For diabetic dogs, the goal is to delay the absorption of food to prevent blood sugar from increasing drastically. 

Lower fat and higher fibre diet are advised for diabetic dogs. For older dogs with kidney and liver diseases, fat and protein control are crucial.

Heavy intake of both put too much stress on your dog’s kidneys and liver.

To alleviate the symptoms of these diseases and to stop them from doing too much damage, a low-fat and high-quality protein diet is recommended. 

Also, a low phosphorus diet is advised for older dogs with kidney problems to prevent an electrolyte disturbance which leads to abnormally elevated phosphate levels in the dog’s blood.

On the other hand, if your dog is disinterested in food and is losing weight, you’ll have to seek the advice first of your Veterinarian so that the above health conditions can be ruled out. 

One of the reasons for lack of appetite can be difficulty in chewing dry dog food. 

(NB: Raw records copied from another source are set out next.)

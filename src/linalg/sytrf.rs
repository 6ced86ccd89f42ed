//! `Qsytrf`: `LDL^T` factorization of a symmetric matrix.
//!
//! Unlike [`Qpotrf`](crate::linalg::potrf::qpotrf), this factorization
//! works for indefinite matrices too (no square root is needed), so it
//! divides by the pivot directly rather than pre-computing a reciprocal.

use crate::dynfixed::DynFixed;
use crate::format::DynFormat;
use crate::matrix::{Matrix, Vector};
use crate::policy::SytrfArgs;
use crate::reduce::qreduce;

/// Result of an `LDL^T` factorization attempt.
#[derive(Debug, Clone, Copy)]
pub enum SytrfOutcome<const N: usize> {
    /// Factorization succeeded: `l` is unit lower triangular (diagonal
    /// entries are exactly one), `d` holds the diagonal pivots.
    Factored {
        /// Unit lower-triangular factor.
        l: Matrix<N, N>,
        /// Diagonal pivots.
        d: Vector<N>,
    },
    /// The `pivot`-th diagonal entry quantized to exactly zero, so no
    /// further column could be eliminated.
    ZeroPivot {
        /// Index of the pivot that quantized to zero.
        pivot: usize,
    },
}

/// Factorizes symmetric `a` (only its lower triangle is read) into `L` and
/// `D` such that `a = L * D * L^T`.
#[must_use]
pub fn qsytrf<const N: usize>(
    a: &Matrix<N, N>,
    out_format: DynFormat,
    args: &SytrfArgs,
) -> SytrfOutcome<N> {
    let mul_bundle = &args.mul;
    let add_bundle = &args.add;
    let mut l = Matrix::<N, N>::zeros(out_format);
    let mut d = Vector::<N>::zeros(out_format);
    let one = DynFixed::new(1i32 << out_format.frac_bits, out_format);

    for j in 0..N {
        let terms: Vec<_> = (0..j)
            .map(|k| l.at(j, k).mul(l.at(j, k), mul_bundle).mul(d.at(k, 0), mul_bundle))
            .collect();
        let correction = if terms.is_empty() {
            DynFixed::zero(out_format)
        } else {
            qreduce(&terms, core::slice::from_ref(add_bundle))
        };
        let dj = a.at(j, j).sub(correction, add_bundle).cast_to(out_format);
        if dj.data == 0 {
            return SytrfOutcome::ZeroPivot { pivot: j };
        }
        d.set(j, 0, dj);
        l.set(j, j, one);

        for i in (j + 1)..N {
            let terms: Vec<_> = (0..j)
                .map(|k| l.at(i, k).mul(l.at(j, k), mul_bundle).mul(d.at(k, 0), mul_bundle))
                .collect();
            let correction = if terms.is_empty() {
                DynFixed::zero(out_format)
            } else {
                qreduce(&terms, core::slice::from_ref(add_bundle))
            };
            let numer = a.at(i, j).sub(correction, add_bundle).cast_to(out_format);
            let lij = numer.div(dj, mul_bundle).cast_to(out_format);
            l.set(i, j, lij);
        }
    }
    SytrfOutcome::Factored { l, d }
}

#[cfg(test)]
mod tests {
    #![allow(clippy::unwrap_used, clippy::expect_used, clippy::panic)]
    use super::*;
    use crate::format::{OvfMode, RndMode};

    fn fmt() -> DynFormat {
        DynFormat::try_new(8, 16, true, RndMode::Tcpl, OvfMode::SatTcpl).unwrap()
    }

    #[test]
    fn factors_a_symmetric_indefinite_matrix() {
        // A = [[4, 2], [2, 1]] -> d0 = 4, l10 = 2/4 = 0.5, d1 = 1 - 0.5^2*4 = 0
        // choose a matrix with a nonzero second pivot instead:
        let a = Matrix::<2, 2>::from_reals(fmt(), [[4.0, 2.0], [2.0, 3.0]]);
        let outcome = qsytrf(&a, fmt(), &SytrfArgs::default());
        match outcome {
            SytrfOutcome::Factored { l, d } => {
                assert!((l.at(1, 0).to_f64() - 0.5).abs() < 1e-2);
                assert!((d.at(0, 0).to_f64() - 4.0).abs() < 1e-2);
                // d1 = 3 - 0.5^2 * 4 = 2
                assert!((d.at(1, 0).to_f64() - 2.0).abs() < 1e-2);
            }
            SytrfOutcome::ZeroPivot { .. } => panic!("expected a successful factorization"),
        }
    }

    #[test]
    fn reports_a_zero_pivot() {
        let a = Matrix::<2, 2>::from_reals(fmt(), [[4.0, 2.0], [2.0, 1.0]]);
        let outcome = qsytrf(&a, fmt(), &SytrfArgs::default());
        assert!(matches!(outcome, SytrfOutcome::ZeroPivot { pivot: 1 }));
    }
}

By breaking up the kibble into smaller pieces or by moistening them up a little with some broth, they will be easier to chew. 

You can also try switching to canned dog food to see if this will increase his appetite. 

If all of these fail, you can switch to your Vet approved homemade diet. You can feed him boiled rice, potatoes, vegetables or chicken. 

Just make sure to consult your Vet first as the level of vitamins and nutrients in his food is critical in his advanced age.

Supplements for older dogs

To help older dogs with arthritis, many dog food formulations for geriatric dogs already contain glucosamine and chondroitin sulphate which can help ease the pain.

The owners can choose to give further supplements for these nutrients but experts pointed out that the formulation should be for dogs and not for humans.

If your dog is not getting enough amounts of nutrients from his food due to a lack of appetite, consult with your Vet first before buying any supplements to ensure beneficial results.

A dog’s life past its prime can still be an enjoyable experience for you and him. Just make sure to pay more attention to his diet and exercise. 

He will also need to see the Vet more regularly for checkups. Supplements can be considered if your pet is in pain.

Remember, your dog will only live in a small segment of your life but for him, you are his entire life. So if you can, make every moment of his count.